According to former McCain aide Steve Schmidt, Sarah Palin believed she was chosen as the vice-presidential candidate because it was “God’s plan.” If so, this is compelling evidence that God is a Democrat.

In the midst of an NCAA investigation into major violations with the Trojan football program, Pete Carroll has resigned from USC. Which probably means that he has signed on as coach as the Seahawks. Either way he probably wasn’t going to end up with a bowl eligible team.


NBC has announced that they will cancel “The Jay Leno Show” at 1000p. They intend to move it to a half hour program at 1135p. Actually the network announced this decision last week on Leno’s show, but nobody saw it.



Hard-core Brett Favre fans watching the Packers-Cardinals game will say that the ageless quarterback would never have made that game-ending fumble. Of course not, he would have thrown a game ending interception.

The first NFL Wild-Card game on Sunday started at 1000a Pacific Time. This meant a lot of fans on the West Coast ended up just sleeping through the first quarter of the Baltimore-New England game. Guess what? The Patriots did too.

According to the University of Texas trainer, apparently Colt McCoy wanted to return to the BCS championship game but the injury had prevented him from “throwing with with the strength or accuracy he needed.”

This would, however, not have disqualified him from playing quarterback for the Raiders.


For all those looking ahead to next week’s NFL playoffs (and yes, it’s true, there are no bowl games this week, finally), the Arizona Cardinals, after their 51-45 win against the Packers, will take their high-powered offense and somewhat-challenged defense on the road to New Orleans. And the Saints follow a pretty similar model. This could be the first NFL game ever with a triple digit over-under.

(note to casual or non betting fans- the over-under is a bet where you bet on how many TOTAL points will be scored by both teams a game.)

On the Leno mess. In all seriousness. As someone who grew up looking forward to those times when I could stay up and watch the Tonight Show, mostly Fridays and school breaks, it seemed pretty obvious even then that it was the kind of show you watched before going to bed. I remember Carson talking in an interview about all the men who would come up to him and, thinking they were original, say, “Hey, Johnny, my wife undresses in front of you every night.”

And even when I watched the show, I didn’t always make it to the end. Nonetheless, it was a great way to end the day. Which leads to the problem. NBC claims the ratings for “the Jay Leno Show” weren’t bad, but the networks complained it was a terrible lead in to the news. In the words of Homer Simpson “D’oh”

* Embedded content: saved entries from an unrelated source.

use std::fmt;
use std::path::{Path, PathBuf};

use tracing::{info, warn};

use crate::admission::{admit, Rejection, DEFAULT_MAX_FILE_SIZE};
use crate::error::{Error, Result};
use crate::extractor::extract_from_bytes;
use crate::model::{Coordinates, PhotoId, PhotoRecord, Upload};
use crate::storage::{save_kml, PhotoStore};
use crate::writer::KmlWriter;

#[derive(Debug, Clone)]
pub struct BatchConfig {
    pub upload_dir: PathBuf,
    pub kml_dir: PathBuf,
    /// 写真のリンク先。未指定ならアップロード先ディレクトリの絶対パスを指す file:// URL
    pub base_url: Option<String>,
    pub document_name: Option<String>,
    pub max_file_size: u64,
}

impl Default for BatchConfig {
    fn default() -> Self {
        Self {
            upload_dir: PathBuf::from("uploads"),
            kml_dir: PathBuf::from("kml_files"),
            base_url: None,
            document_name: None,
            max_file_size: DEFAULT_MAX_FILE_SIZE,
        }
    }
}

#[derive(Debug, Clone, PartialEq)]
pub enum FileStatus {
    Located(Coordinates),
    /// Stored, but without a usable GPS position.
    NoLocation,
    Unreadable(String),
    Rejected(Rejection),
    StorageFailed(String),
}

impl FileStatus {
    pub fn is_failure(&self) -> bool {
        matches!(
            self,
            Self::Unreadable(_) | Self::Rejected(_) | Self::StorageFailed(_)
        )
    }
}

impl fmt::Display for FileStatus {
    fn fmt(&self, f: &mut fmt::Formatter<'_>) -> fmt::Result {
        match self {
            Self::Located(c) => {
                write!(f, "located at {:.6}, {:.6}", c.latitude(), c.longitude())?;
                if let Some(alt) = c.altitude() {
                    write!(f, " ({:.2}m)", alt)?;
                }
                Ok(())
            }
            Self::NoLocation => write!(f, "stored, no GPS data"),
            Self::Unreadable(reason) => write!(f, "unreadable image: {}", reason),
            Self::Rejected(reason) => write!(f, "rejected: {}", reason),
            Self::StorageFailed(reason) => write!(f, "storage failed: {}", reason),
        }
    }
}

#[derive(Debug, Clone)]
pub struct FileOutcome {
    pub filename: String,
    pub status: FileStatus,
    pub photo_id: Option<PhotoId>,
}

#[derive(Debug, Clone)]
pub struct BatchReport {
    pub outcomes: Vec<FileOutcome>,
    pub records: Vec<PhotoRecord>,
    pub kml: String,
}

impl BatchReport {
    pub fn located_count(&self) -> usize {
        self.records.iter().filter(|r| r.has_location()).count()
    }

    pub fn failures(&self) -> impl Iterator<Item = &FileOutcome> {
        self.outcomes.iter().filter(|o| o.status.is_failure())
    }
}

/// Admission, extraction and storage per upload, then one KML document.
pub struct BatchProcessor {
    config: BatchConfig,
    store: PhotoStore,
    writer: KmlWriter,
}

impl BatchProcessor {
    pub fn new(config: BatchConfig) -> Self {
        let store = PhotoStore::new(&config.upload_dir);
        let base_url = config
            .base_url
            .clone()
            .unwrap_or_else(|| directory_url(&config.upload_dir));

        let mut writer = KmlWriter::new(base_url);
        if let Some(name) = &config.document_name {
            writer = writer.with_document_name(name.clone());
        }

        Self {
            config,
            store,
            writer,
        }
    }

    /// Per-file failures are recorded in the report; only assembling the
    /// document itself can fail the batch.
    pub fn process<I>(&self, uploads: I) -> Result<BatchReport>
    where
        I: IntoIterator<Item = Upload>,
    {
        let mut outcomes = Vec::new();
        let mut records = Vec::new();

        for upload in uploads {
            let (status, record) = self.process_upload(&upload);
            outcomes.push(FileOutcome {
                filename: upload.filename,
                status,
                photo_id: record.as_ref().map(|r| r.id.clone()),
            });
            records.extend(record);
        }

        let kml = self.writer.to_kml_string(&records)?;

        let failed = outcomes.iter().filter(|o| o.status.is_failure()).count();
        info!(
            "Processed {} files: {} stored, {} located, {} failed",
            outcomes.len(),
            records.len(),
            records.iter().filter(|r| r.has_location()).count(),
            failed
        );

        Ok(BatchReport {
            outcomes,
            records,
            kml,
        })
    }

    pub fn process_upload(&self, upload: &Upload) -> (FileStatus, Option<PhotoRecord>) {
        let size = upload.bytes.len() as u64;
        if let Err(rejection) = admit(&upload.filename, size, self.config.max_file_size) {
            warn!("Rejected {}: {}", upload.filename, rejection);
            return (FileStatus::Rejected(rejection), None);
        }

        // 壊れた画像は保存しない
        let metadata = match extract_from_bytes(&upload.bytes) {
            Ok(metadata) => metadata,
            Err(Error::Unreadable(reason)) => {
                warn!("Unreadable image {}: {}", upload.filename, reason);
                return (FileStatus::Unreadable(reason), None);
            }
            Err(e) => {
                warn!("Failed to read {}: {}", upload.filename, e);
                return (FileStatus::Unreadable(e.to_string()), None);
            }
        };

        let record = match self.store.store(&upload.filename, &upload.bytes, metadata) {
            Ok(record) => record,
            Err(e) => {
                warn!("Failed to store {}: {}", upload.filename, e);
                return (FileStatus::StorageFailed(e.to_string()), None);
            }
        };

        let status = match record.coordinates {
            Some(coordinates) => {
                info!(
                    "{}: lat={:.6}, lon={:.6}",
                    upload.filename,
                    coordinates.latitude(),
                    coordinates.longitude()
                );
                FileStatus::Located(coordinates)
            }
            None => {
                info!("{}: no GPS data", upload.filename);
                FileStatus::NoLocation
            }
        };

        (status, Some(record))
    }

    /// Writes the report's document into the configured KML directory.
    pub fn save(&self, report: &BatchReport) -> Result<PathBuf> {
        save_kml(&self.config.kml_dir, &report.kml)
    }
}

/// `file://` URL of a directory, so that links resolve wherever the KML is saved.
pub fn directory_url(dir: &Path) -> String {
    let absolute = match std::path::absolute(dir) {
        Ok(path) => path,
        Err(e) => {
            warn!("Failed to resolve {}: {}", dir.display(), e);
            dir.to_path_buf()
        }
    };

    let path = absolute.to_string_lossy().replace('\\', "/");
    let mut url = String::from("file://");
    if !path.starts_with('/') {
        // Windows のドライブレター
        url.push('/');
    }
    for c in path.chars() {
        match c {
            ' ' => url.push_str("%20"),
            '#' => url.push_str("%23"),
            '%' => url.push_str("%25"),
            '?' => url.push_str("%3F"),
            _ => url.push(c),
        }
    }
    url
}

Anyone who wanted a late night post news show was going to watch Conan or Letterman, because that’s the kind of show they wanted at that time. My guess is that a lot of people who watched Jay turned the set off afterwards and went to bed, and got whatever news they needed online or early am. It just doesn’t feel right to watch a relaxing and sometimes cheesy variety/talk show, and then turn on the local “Fire, weather and murder” show, aka the news.

Not that the Leno show ever really felt like it had quite jelled, but I think almost any similar show with any host would be a failure at that hour, especially in terms of being a news lead-in. IMHO.